Even here in the Berkshires which is light years from Off Broadway, Off Off Broadway and Fringe, now and then, here in the provinces we get a taste of the edgy.
Much to the credit of WTF artistic director, Jenny Gersten, she has mandated at least one annual slot in a dominantly mainstream program for something pretty out there.
What’s not to like.
In the case of Blood Play, written by Hannah Bos and Paul Thureen, directed and developed by Oliver Butler, a lot actually.
It is an evening of experimental theatre more to be endured than enjoyed.
We are too inured of the cutting edge, however, to succumb to the trap of commenting on the relative merits of a production. That’s not really the point. The more outraged and upset, the greater we rant and kvetch, well, that may just bring a smile to the creators. They have poked us and, to their enormous satisfaction, we have winced and said ouch.
Too often that means an audience leaving the field of cultural assault and critical combat with the creators taking and holding the high ground. To become enraged at an evening that is an utter waste of time is simply to capitulate.
Caveat emptor. We have absorbed the lessons of modernism.
All too well we know that bad art can be really good art because of its coy irony. How then to define when bad art or theatre is just, well, bad?
Or in Hip Hop ergot “You bad man. You one bad ass muthafuggah.”
Which, is translated “Hey man, you way cool, dude, dig it ya’all.”
Having grown up as a teenager in the 1950s this play is less an amusing parody and more of a reprehensible travesty.
It bad man.
In notes for the play director and developer Butler states that “Making plays this way feels a little bit like archaeology because you’re unearthing these forms and things that you know have purpose, but you don’t know yet what it is. Through the process of writing and creating, we’re slowly uncovering that stuff.”
Taking Butler on his word that’s precisely the point. This is a play (dark comedy) which seems researched through Wikipedia with props acquired on E Bay. It might best be experienced on an I Phone and then shared through social media on Twitter and Facebook.
It lends itself more to a power point lecture about the ‘50s than an actual evening of theatre. Why bother to show up?
Yes, my parents did build a ranch house with a knotty pine paneled living room. (Not a finished basement as here.) They had cocktail parties where guests acted stupid, told terrible jokes, listed to Liberace, Perry Como, Lawrence Welk, Montovani, wore Maidenform bras, served snacks, smoked Lucky Strikes, drank Coca Cola, and played parlor games.
No I did not, like Ira (Emma Galvin), live in a tent in the back yard. Though I collected Straight Arrow cards from shredded wheat boxes and longed to camp out in the woods.
Some parts of this play were funny particularly in the beginning. But then got tedious fast.

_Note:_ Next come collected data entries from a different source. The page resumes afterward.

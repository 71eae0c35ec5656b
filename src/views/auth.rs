//! Registration and token endpoints.
//!
//! These are the only public paths; everything else sits behind the
//! auth middleware. Token semantics: `token/` exchanges credentials for
//! an access/refresh pair, `token/refresh/` exchanges a refresh token
//! for a fresh access token, `token/verify/` answers `{}` for any token
//! that still verifies.

use std::sync::Arc;

use async_trait::async_trait;
use sqlx::SqlitePool;

use crate::auth::{JwtAuth, PasswordHasher};
use crate::error::{Error, Result};
use crate::http::{Handler, Request, Response};
use crate::serializers::{
	LoginSerializer, RefreshSerializer, RegisterSerializer, VerifySerializer, validate_payload,
};
use crate::store;
use crate::views::method_not_allowed;

const BAD_CREDENTIALS: &str = "No active account found with the given credentials";

pub struct RegisterView {
	pool: SqlitePool,
	hasher: Arc<dyn PasswordHasher>,
}

impl RegisterView {
	pub fn new(pool: SqlitePool, hasher: Arc<dyn PasswordHasher>) -> Self {
		Self { pool, hasher }
	}
}

#[async_trait]
impl Handler for RegisterView {
	async fn handle(&self, request: Request) -> Result<Response> {
		if request.method != hyper::Method::POST {
			return Err(method_not_allowed(&request.method));
		}

		let payload: RegisterSerializer = request.json()?;
		validate_payload(&payload)?;
		if payload.password != payload.password_confirm {
			return Err(Error::Validation("Passwords do not match.".to_string()));
		}

		let password_hash = self.hasher.hash(&payload.password)?;
		let account =
			store::accounts::create(&self.pool, &payload.username, &payload.email, &password_hash)
				.await?;

		tracing::info!(username = %account.username, "account registered");
		Response::created().with_json(&account)
	}
}

pub struct TokenObtainView {
	pool: SqlitePool,
	jwt: Arc<JwtAuth>,
	hasher: Arc<dyn PasswordHasher>,
}

impl TokenObtainView {
	pub fn new(pool: SqlitePool, jwt: Arc<JwtAuth>, hasher: Arc<dyn PasswordHasher>) -> Self {
		Self { pool, jwt, hasher }
	}
}

#[async_trait]
impl Handler for TokenObtainView {
	async fn handle(&self, request: Request) -> Result<Response> {
		if request.method != hyper::Method::POST {
			return Err(method_not_allowed(&request.method));
		}

		let payload: LoginSerializer = request.json()?;

		// Unknown username and wrong password answer identically.
		let account = store::accounts::find_by_username(&self.pool, &payload.username)
			.await?
			.ok_or_else(|| Error::Authentication(BAD_CREDENTIALS.to_string()))?;
		if !self.hasher.verify(&payload.password, &account.password_hash)? {
			return Err(Error::Authentication(BAD_CREDENTIALS.to_string()));
		}

		let pair = self.jwt.issue_pair(account.id, &account.username)?;
		Response::ok().with_json(&pair)
	}
}

pub struct TokenRefreshView {
	jwt: Arc<JwtAuth>,
}

impl TokenRefreshView {
	pub fn new(jwt: Arc<JwtAuth>) -> Self {
		Self { jwt }
	}
}

#[async_trait]
impl Handler for TokenRefreshView {
	async fn handle(&self, request: Request) -> Result<Response> {
		if request.method != hyper::Method::POST {
			return Err(method_not_allowed(&request.method));
		}

		let payload: RefreshSerializer = request.json()?;
		let access = self.jwt.refresh_access(&payload.refresh)?;
		Response::ok().with_json(&serde_json::json!({ "access": access }))
	}
}

pub struct TokenVerifyView {
	jwt: Arc<JwtAuth>,
}

impl TokenVerifyView {
	pub fn new(jwt: Arc<JwtAuth>) -> Self {
		Self { jwt }
	}
}

#[async_trait]
impl Handler for TokenVerifyView {
	async fn handle(&self, request: Request) -> Result<Response> {
		if request.method != hyper::Method::POST {
			return Err(method_not_allowed(&request.method));
		}

		let payload: VerifySerializer = request.json()?;
		self.jwt.verify(&payload.token)?;
		Response::ok().with_json(&serde_json::json!({}))
	}
}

This was another play about nothing. But not in the manner of Waiting for Godot or even Seinfeld. This is a play about nothing that means nothing.
So this is a bad review. Which may be good. Because that’s what they want. A bad review. They are after all The Debate Society. Which is good because people are talking about how bad it is. That may be bad because it is actually bad.
Which is good. Because everyone is talking about a play that’s so bad that you have to go see how bad it is.
Actually, I’m glad I saw it.
Then again it wasn’t really that bad. Just not very good.
If you’re going to put on a bad play it has to be really, really bad.
To be good.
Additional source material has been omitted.